Концептуального различия между данными документами нет, за исключением появления одного нового раздела, регламентирующего защиту информации о создаваемой автоматизированной системе в защищенном исполнении (АСЗИ). Сравнение структуры документов приведено ниже.
Регуляторы отчитались о работе
Роскомнадзор (РКН) и ФСТЭК России опубликовали отчеты о своей деятельности за 2014 год.
Доклад РКН об осуществлении государственного контроля (надзора) содержит, в том числе, данные по деятельности, связанной с осуществлением контроля и надзора в сфере ПДн:
- количество плановых и внеплановых проверок, проведенных РКН в 2014 году составило 743 и 184 соответственно;
- количество предписаний, выданных по результатам проверок: 684.
- количество принятых обращений со стороны субъектов ПДн и юридических лиц: 20132. Интересно, что лишь в 10% от общего числа обращений граждан, содержащих жалобы, приведенные доводы были признаны действительными.
К наиболее популярным нарушениям требований по обработке ПДн, выявленным в ходе проверок, относятся:
- непринятие мер или несоблюдение условий, обеспечивающих сохранность ПДн и исключающих несанкционированный к ним доступ;
- обработка ПДн без согласия субъекта (либо содержание согласия не соответствует требованиям);
- нарушение требований конфиденциальности при обработке ПДн;
- обработка ПДн по достижении цели обработки;
- неуведомление РКН об осуществлении обработки ПДн.
Из доклада ФСТЭК России можно узнать такие интересные показатели, как:
- среднюю стоимость проверки, проводимой регулятором, она равна 63,08 тысяч рублей;
- среднее время участия одного работника в проверках — 50,24 дней
и другие.
Всего за 2014 год сотрудниками ФСТЭК России проведено 144 проверки, а общая сумма наложенных штрафов составила 2802 тыс. руб.
Взгляд NIST на безопасность мобильных приложений
В начале этого года NIST опубликовал новый документ в области безопасности мобильных приложений — NIST Special Publication 800-163. Vetting the Security of Mobile Applications.
Данный документ призван разъяснить процесс проверки безопасности мобильных приложений и предложить порядок его проведения, обобщив существующие требования к безопасности таких приложений.
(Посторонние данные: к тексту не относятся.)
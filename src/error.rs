/// Failure classes that map onto distinct process exit codes.
#[derive(Debug, Clone, Copy, PartialEq, Eq)]
pub enum ErrorKind {
    /// A required external resource reference is missing or unusable.
    Configuration,
    /// A date token failed the strict `D-M-YYYY` shape check.
    FilenameIntegrity,
    /// The record source could not be fetched for this cycle.
    SourceFetch,
    /// Another runner holds the generation lock.
    LockContention,
    /// Filesystem failure outside a single record's scope.
    Io,
    /// Template rendering failed for one record.
    Render,
}

impl ErrorKind {
    pub fn exit_code(self) -> u8 {
        match self {
            ErrorKind::Configuration => 2,
            ErrorKind::FilenameIntegrity => 3,
            ErrorKind::SourceFetch => 4,
            ErrorKind::LockContention => 5,
            ErrorKind::Io => 6,
            ErrorKind::Render => 7,
        }
    }
}

#[derive(Clone)]
pub struct AppError {
    kind: ErrorKind,
    message: String,
}

impl AppError {
    pub fn new(kind: ErrorKind, message: impl Into<String>) -> Self {
        Self {
            kind,
            message: message.into(),
        }
    }

    pub fn config(message: impl Into<String>) -> Self {
        Self::new(ErrorKind::Configuration, message)
    }

    pub fn fetch(message: impl Into<String>) -> Self {
        Self::new(ErrorKind::SourceFetch, message)
    }

    pub fn io(message: impl Into<String>) -> Self {
        Self::new(ErrorKind::Io, message)
    }

    pub fn kind(&self) -> ErrorKind {
        self.kind
    }

    pub fn exit_code(&self) -> u8 {
        self.kind.exit_code()
    }
}

impl std::fmt::Display for AppError {
    fn fmt(&self, f: &mut std::fmt::Formatter<'_>) -> std::fmt::Result {
        write!(f, "{}", self.message)
    }
}

impl std::fmt::Debug for AppError {
    fn fmt(&self, f: &mut std::fmt::Formatter<'_>) -> std::fmt::Result {
        f.debug_struct("AppError")
            .field("kind", &self.kind)
            .field("exit_code", &self.exit_code())
            .field("message", &self.message)
            .finish()
    }
}

impl std::error::Error for AppError {}

#[cfg(test)]
mod tests {
    use super::*;

    #[test]
    fn fatal_kinds_have_distinct_exit_codes() {
        let kinds = [
            ErrorKind::Configuration,
            ErrorKind::FilenameIntegrity,
            ErrorKind::SourceFetch,
            ErrorKind::LockContention,
            ErrorKind::Io,
            ErrorKind::Render,
        ];
        let mut codes: Vec<u8> = kinds.iter().map(|k| k.exit_code()).collect();
        codes.sort_unstable();
        codes.dedup();
        assert_eq!(codes.len(), kinds.len());
        assert!(codes.iter().all(|c| *c != 0));
    }
}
Кроме того, данные рекомендации содержат описание различных типов уязвимостей мобильных приложений для Android и iOS и методов тестирования, используемых для их выявления.
ISACA расследует инциденты ИБ
ISACA разработала новый документ по цифровой криминалистике Overview of Digital Forensics, описывающий процесс проведения экспертизы в рамках расследования инцидентов ИБ. В данном случае понятие цифровой криминалистики обобщает такие виды исследований, как компьютерная и сетевая криминалистика, а также экспертиза мобильных устройств.
В рамках документа проблема компьютерных преступлений рассматривается с двух сторон: в случае, если компьютер является непосредственной целью злоумышленника, либо когда компьютер используется в качестве основного средства при реализации преступлений. Документ содержит краткую информацию по истории развития данного направления начиная с 1970 года, а также включает вопросы законодательства в этой сфере.
Рекомендации по реализации процесса расследования приводятся авторами на 3 основных этапах, включая сбор данных, их анализ и оформление результатов. При этом отмечается, что в процессе расследования должны использоваться научные методы, доказывающие или опровергающие сформулированные гипотезы.